PORTA = select[*insert display number here*]

And then PORTA would output the required bit pattern to enable the intended display. That all works fine. Here's my problem;

I now want to select from 10 displays instead, using the same idea. But that required more than 8 bits so it's larger than PORT A!

To remedy this I want to use all 8 bits of PORT A, and also two bits from PORT E to make a 10 bit port. I want to define this somehow, so that I can say something like

SELECTPORT = select[*insert display number here*]

where SELECTPORT refers to all of PORTA and also the required two bits of PORTE.

And this is the basis of my question - how do I go about defining this? I'm racking my brains and I can't think how but I'm certain there's going to be an easy way of doing it.

Suggestions?

Cheers!

Brian

 

[3v0]

Make two arrays which contain the LATA values need to turn on each led. The 0th element of each array is associated with led 0.

in c

rom const char lataVal[10]={0x??,0x??,..};
rom const char latcVal[10]={0x??,0x??,..};

void turnOnLed(char led)
{
    LATA=LATC=0x00; // all off to prevent ghosting
    LATA=lataVal[led];
    LATC=latcVal[led];
}

If you need to use the other 6 bits of porte for output you need to use masking when writting that port.

 

[Brian Hoskins]

Hmmmm so there isn't an easy way of "defining" your own I/O port which is made up of bits from more than one I/O port then?

I read through your solution but I'm not certain I understand it. Well, if I can't solve it by combining two ports perhaps I can come up with another method. Back to the drawing board!

Thanks for the response,

Bri

 

[Brian Hoskins]

Actually, thinking about it I might be able to do this using pointers....

 

[3v0]

This is the easy way but I made it look hard.

I redid the example give it another look.

char selectPortA[10]={0x??,0x??,..};  // 10 PORTA values
char selectPortE[10]={0x??,0x??,..};   // 10 PORTE values

void turnOnLed(char n)
{
    PORTA=selectPortA[n];
    PORTE=selectPortE[n];
}
// instead of
//   PORTA = select[*insert display number here*]
// use
turnOnLed(*insert display number here*);

You could use a macro but it is clearer with the function.

If you still do not understand ask about it.

3v0

 

[Brian Hoskins]

Yeah I see what you're getting at actually.

So the 'walking 1' values would be inserted for the first 8 values of the selectPortA array and the remaining two values of the selectPortA array would = 0.
For the remaining values of the array (9 and 10) the walking 1 would hop over to PortE where the first 8 values of the selectPortE array would = 0 and the walking 1 values would be inserted for the remaining 2 selectPortE array values (9 & 10)

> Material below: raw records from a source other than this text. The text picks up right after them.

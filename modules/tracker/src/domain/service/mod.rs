//! Domain service: the mutation layer and the query/aggregation layer.
//!
//! Every mutation that defaults ownership or authorship takes the acting
//! identity as an explicit parameter; nothing is read from ambient context.
//! The service depends only on the repository ports.

mod accounts;
mod attachments;
mod comments;
mod projects;
mod reports;
mod tasks;

use std::collections::HashMap;
use std::sync::Arc;

use uuid::Uuid;

use crate::contract::error::TrackerError;
use crate::contract::model::{Attachment, Comment, CommentDetails, Task, TaskDetails, User};
use crate::domain::repo::{
    AttachmentsRepository, CommentsRepository, ProjectsRepository, TasksRepository,
    UsersRepository,
};

#[derive(Clone)]
pub struct Service {
    users: Arc<dyn UsersRepository>,
    projects: Arc<dyn ProjectsRepository>,
    tasks: Arc<dyn TasksRepository>,
    comments: Arc<dyn CommentsRepository>,
    attachments: Arc<dyn AttachmentsRepository>,
}

impl Service {
    pub fn new(
        users: Arc<dyn UsersRepository>,
        projects: Arc<dyn ProjectsRepository>,
        tasks: Arc<dyn TasksRepository>,
        comments: Arc<dyn CommentsRepository>,
        attachments: Arc<dyn AttachmentsRepository>,
    ) -> Self {
        Self {
            users,
            projects,
            tasks,
            comments,
            attachments,
        }
    }

    // --- shared read-side assembly ---------------------------------------

    /// Resolve authorship for a batch of comments with one user query.
    pub(crate) async fn assemble_comment_details(
        &self,
        comments: Vec<Comment>,
    ) -> Result<Vec<CommentDetails>, TrackerError> {
        let author_ids: Vec<Uuid> = dedup_ids(comments.iter().map(|c| c.author_id));
        let authors = self
            .users
            .find_many(&author_ids)
            .await
            .map_err(storage_error)?;
        let by_id: HashMap<Uuid, User> = authors.into_iter().map(|u| (u.id, u)).collect();

        comments
            .into_iter()
            .map(|comment| {
                let author = by_id.get(&comment.author_id).cloned().ok_or_else(|| {
                    TrackerError::integrity(format!(
                        "comment {} references missing author {}",
                        comment.id, comment.author_id
                    ))
                })?;
                Ok(CommentDetails { comment, author })
            })
            .collect()
    }

    /// Resolve assignees, comments and attachments for a batch of tasks with
    /// a fixed number of queries, independent of batch size.
    pub(crate) async fn assemble_task_details(
        &self,
        tasks: Vec<Task>,
    ) -> Result<Vec<TaskDetails>, TrackerError> {
        let task_ids: Vec<Uuid> = tasks.iter().map(|t| t.id).collect();

        let assignee_ids: Vec<Uuid> = dedup_ids(tasks.iter().filter_map(|t| t.assigned_to));
        let assignees = self
            .users
            .find_many(&assignee_ids)
            .await
            .map_err(storage_error)?;
        let assignees: HashMap<Uuid, User> = assignees.into_iter().map(|u| (u.id, u)).collect();

        let comments = self
            .comments
            .list_by_tasks(&task_ids)
            .await
            .map_err(storage_error)?;
        let comment_details = self.assemble_comment_details(comments).await?;
        let mut comments_by_task: HashMap<Uuid, Vec<CommentDetails>> = HashMap::new();
        for detail in comment_details {
            comments_by_task
                .entry(detail.comment.task_id)
                .or_default()
                .push(detail);
        }

        let attachments = self
            .attachments
            .list_by_tasks(&task_ids)
            .await
            .map_err(storage_error)?;
        let mut attachments_by_task: HashMap<Uuid, Vec<Attachment>> = HashMap::new();
        for attachment in attachments {
            attachments_by_task
                .entry(attachment.task_id)
                .or_default()
                .push(attachment);
        }

        Ok(tasks
            .into_iter()
            .map(|task| {
                let assignee = task.assigned_to.and_then(|id| assignees.get(&id).cloned());
                let comments = comments_by_task.remove(&task.id).unwrap_or_default();
                let attachments = attachments_by_task.remove(&task.id).unwrap_or_default();
                TaskDetails {
                    task,
                    assignee,
                    comments,
                    attachments,
                }
            })
            .collect())
    }
}

/// Map a storage failure into the public taxonomy.
pub(crate) fn storage_error(e: anyhow::Error) -> TrackerError {
    TrackerError::internal(e.to_string())
}

pub(crate) fn dedup_ids(ids: impl Iterator<Item = Uuid>) -> Vec<Uuid> {
    let mut seen = std::collections::HashSet::new();
    ids.filter(|id| seen.insert(*id)).collect()
}

/// Reject blank required text fields.
pub(crate) fn require_non_blank(field: &'static str, value: &str) -> Result<(), TrackerError> {
    if value.trim().is_empty() {
        return Err(TrackerError::validation(field, "must not be empty"));
    }
    Ok(())
}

So I guess it would look like this;

const char selectPortA [10] = {1, 2, 4, 8, 16, 32, 64, 128, 0, 0} ;
const char selectPortE [10] = {0, 0, 0, 0, 0, 0, 0, 0, 1, 2};

Then to select a display I can use a value n as you suggested. A bit wasteful, but certainly functional!

Have I understood correctly? I'm going to try that - but tomorrow now because it's getting late here

Bri

 

[3v0]

The array method is robust in that it works for more complicated multiplexing where more then one bit is on at at time.

For a simple walking 1's try this.

PORTA=PORTE=0x00;  // turn off last selection

if (n<8)
  PORTA = 1<<n; // 1 shifted n times is correct bit
else
  PORTE = 1<<(n-8);

3v0

 

[Pommie]

Or, even simpler,

  PORTA = 1<<n;
  PORTE = ((int)1<<n)/256;

Mike.